Os movimentos do magro já eram categóricos. Os de Bren também. O magro tinha as mãos por baixo da saia de couro e segurava ela pela cintura, subindo e descendo o corpo dela que balançava no ritmo dele como se tivessem transado a vida toda. Bren já não disfarçava porra nenhuma. Ofegava como uma endemoniada e se sacudia como se estivesse dançando. A rola entrava e saía limpinha, e isso deixava ela cada vez mais tesuda. Quem tava atrás não reclamava porque tava entretido demais olhando. E eu falava sem tirar os olhos da tela.
-... queria te dizer que... -a rola tava entrando e saindo fenomenalmente em Bren. Cada vez ela ofegava mais forte. -...que acho que você e eu... bem...
-...Vai...! Vai, por favor...! -Bren me incentivava entre ofegos. Que doce!

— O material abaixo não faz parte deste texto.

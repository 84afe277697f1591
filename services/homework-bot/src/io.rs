//! HTTP client abstraction for testability

use std::time::Duration;

use async_trait::async_trait;

/// HTTP response from a request
#[derive(Debug, Clone)]
pub struct HttpResponse {
    pub status: u16,
    pub body: String,
}

/// Abstraction over HTTP client for dependency injection
#[async_trait]
#[cfg_attr(test, mockall::automock)]
pub trait HttpClient: Send + Sync {
    /// Send a GET request with query parameters and extra headers
    async fn get(
        &self,
        url: &str,
        query: &[(&str, &str)],
        headers: &[(&str, &str)],
    ) -> crate::Result<HttpResponse>;

    /// Send a POST request with form-encoded body
    async fn post_form(&self, url: &str, params: &[(&str, &str)]) -> crate::Result<HttpResponse>;
}

/// Production HTTP client using reqwest
#[derive(Default)]
pub struct ReqwestHttpClient {
    client: reqwest::Client,
}

impl ReqwestHttpClient {
    /// Build a client whose every request is bounded by `timeout`
    pub fn with_timeout(timeout: Duration) -> crate::Result<Self> {
        let client = reqwest::Client::builder()
            .timeout(timeout)
            .build()
            .map_err(|e| crate::HomeworkBotError::Http(format!("Building HTTP client: {}", e)))?;
        Ok(Self { client })
    }
}

#[async_trait]
impl HttpClient for ReqwestHttpClient {
    async fn get(
        &self,
        url: &str,
        query: &[(&str, &str)],
        headers: &[(&str, &str)],
    ) -> crate::Result<HttpResponse> {
        tracing::debug!("GET {}", url);
        let mut request = self.client.get(url).query(query);
        for (name, value) in headers {
            request = request.header(*name, *value);
        }

        let response = request
            .send()
            .await
            .map_err(|e| crate::HomeworkBotError::Http(format!("GET {} failed: {}", url, e)))?;

        let status = response.status().as_u16();
        let body = response
            .text()
            .await
            .map_err(|e| crate::HomeworkBotError::Http(format!("Reading response body: {}", e)))?;

        tracing::debug!("GET {} -> {} ({} bytes)", url, status, body.len());
        Ok(HttpResponse { status, body })
    }

    async fn post_form(&self, url: &str, params: &[(&str, &str)]) -> crate::Result<HttpResponse> {
        // The URL may embed a bot token, so only the status is traced
        let response = self
            .client
            .post(url)
            .form(params)
            .send()
            .await
            .map_err(|e| {
                crate::HomeworkBotError::Http(format!("POST failed: {}", e.without_url()))
            })?;

        let status = response.status().as_u16();
        let body = response
            .text()
            .await
            .map_err(|e| crate::HomeworkBotError::Http(format!("Reading response body: {}", e)))?;

        tracing::debug!("POST -> {} ({} bytes)", status, body.len());
        Ok(HttpResponse { status, body })
    }
}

-... bem, que eu queria que a gente ficasse... hã! ...de namorados...
-Mais forte! Mais forte, filho da puta! -Bren já se mexia selvagemente. O magro quase não aguentava mais. Podia gozar a qualquer momento.
-Mais forte? Quer que eu grite nosso amor...?
O magro tirou a rola. Com uma mão levantou a bunda de Bren.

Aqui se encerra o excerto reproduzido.